И вот этот назойливый голос. Эта рука, трясущая ее с такой силой, что голоса моталась из стороны в сторону по подушке. Сюзан попыталась отползти в сторону, свернуться калачиком, прижав колени к груди, протестовать, но рука продолжала ее трясти. Не утихал и голос.
— Просыпайся, сэй! Просыпайся! Во имя Медведя и Черепахи, просыпайся!
Голос Марии. Сюзан поначалу не узнала его, потому что Марию что-то очень расстроило. Такого с ней раньше не случалось, но теперь Сюзан почувствовала, что девушка на грани истерики.
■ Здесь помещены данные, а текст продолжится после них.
//! Persistence for lightweight UI state.
//!
//! Only the selection path survives restarts; the resource cache never
//! does. Indices are validated against the freshly loaded lists when the
//! cascade restores them, so a stale file can never select out of bounds.

use crate::orchestrator::RestorePath;
use serde::{Deserialize, Serialize};
use std::path::Path;

#[derive(Debug, Clone, Default, Serialize, Deserialize)]
pub struct PersistedState {
    pub account: Option<usize>,
    pub subscription: Option<usize>,
    pub vault: Option<usize>,
    pub secret: Option<usize>,
}

impl From<RestorePath> for PersistedState {
    fn from(path: RestorePath) -> Self {
        Self {
            account: path.account,
            subscription: path.subscription,
            vault: path.vault,
            secret: path.secret,
        }
    }
}

impl From<PersistedState> for RestorePath {
    fn from(state: PersistedState) -> Self {
        Self {
            account: state.account,
            subscription: state.subscription,
            vault: state.vault,
            secret: state.secret,
        }
    }
}

#[derive(Debug, thiserror::Error)]
pub enum PersistenceError {
    #[error("IO error: {0}")]
    Io(#[from] std::io::Error),
    #[error("Serialization error: {0}")]
    Serde(#[from] serde_json::Error),
}

pub fn load(path: &Path) -> Result<Option<PersistedState>, PersistenceError> {
    if !path.exists() {
        return Ok(None);
    }
    let contents = std::fs::read_to_string(path)?;
    let state = serde_json::from_str::<PersistedState>(&contents)?;
    Ok(Some(state))
}

pub fn save(path: &Path, state: &PersistedState) -> Result<(), PersistenceError> {
    if let Some(parent) = path.parent() {
        std::fs::create_dir_all(parent)?;
    }
    let contents = serde_json::to_string_pretty(state)?;
    std::fs::write(path, contents)?;
    Ok(())
}

// ============================================================================
// TESTS
// ============================================================================

#[cfg(test)]
mod tests {
    use super::*;

    #[test]
    fn test_save_then_load_round_trips() {
        let dir = tempfile::tempdir().unwrap();
        let path = dir.path().join("state.json");
        let state = PersistedState {
            account: Some(0),
            subscription: Some(2),
            vault: Some(1),
            secret: None,
        };

        save(&path, &state).unwrap();
        let loaded = load(&path).unwrap().unwrap();

        assert_eq!(loaded.account, Some(0));
        assert_eq!(loaded.subscription, Some(2));
        assert_eq!(loaded.vault, Some(1));
        assert_eq!(loaded.secret, None);
    }

    #[test]
    fn test_missing_file_loads_as_none() {
        let dir = tempfile::tempdir().unwrap();
        let path = dir.path().join("absent.json");
        assert!(load(&path).unwrap().is_none());
    }

    #[test]
    fn test_save_creates_parent_directories() {
        let dir = tempfile::tempdir().unwrap();
        let path = dir.path().join("nested").join("deep").join("state.json");
        save(&path, &PersistedState::default()).unwrap();
        assert!(path.exists());
    }

    #[test]
    fn test_corrupt_file_is_an_error() {
        let dir = tempfile::tempdir().unwrap();
        let path = dir.path().join("state.json");
        std::fs::write(&path, "not json").unwrap();
        assert!(matches!(load(&path), Err(PersistenceError::Serde(_))));
    }
}
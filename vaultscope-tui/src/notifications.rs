//! Notification feed for the TUI.

use chrono::{DateTime, Utc};

#[derive(Debug, Clone, Copy, PartialEq, Eq)]
pub enum NotificationLevel {
    Info,
    Warning,
    Error,
    Success,
}

#[derive(Debug, Clone)]
pub struct Notification {
    pub level: NotificationLevel,
    pub message: String,
    pub created_at: DateTime<Utc>,
}

impl Notification {
    pub fn new(level: NotificationLevel, message: impl Into<String>) -> Self {
        Self {
            level,
            message: message.into(),
            created_at: Utc::now(),
        }
    }
}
Сюзан села, вырвавшись-таки из объятий сна, но соображала еще плохо. Одеяло свалилось ей на колени, обнажив грудь, но она даже не попыталась прикрыться.
Прежде всего ее удивил свет, вливающийся в окна, яркий. Не сразу, но она поняла, в чем дело: никогда она так не залеживалась в кровати. Боги, сейчас уже часов десять, а то и позже.
А еще крики, доносящиеся снизу. До дворце мэра обычно царили тишина и покой. До двенадцати часов слышалось лишь цоканье копыт лошадей, которых конюхи выводили на утреннюю прогулку, шик-шик-шик метлы Мигуэля, подметающего двор, да постоянный гул прибоя. В это утро тишина сменилась криками, проклятиями, топотом копыт уносящихся лошадей, взрывами злобного смеха. Что-то происходило за стенами ее комнаты, может, не в этом крыле дворца, но неподалеку: Сюзан слышала, как по коридору бегали люди в сапогах.
И кто поразил ее, так это Мария. Ее смуглое лицо посерело, а обычно аккуратно причесанные волосы висели патлами. Только землетрясение, подумала Сюзан, могло помешать ей привести себя в порядок.
— Мария, что случилось?
— Тебе надо уходить, сэй. В Доме-на-Набережной тебе оставаться опасно. Может, лучше вернуться домой. Не увидев тебя раньше, я решила, что ты уже ушла. Ты выбрала неудачный день для спанья.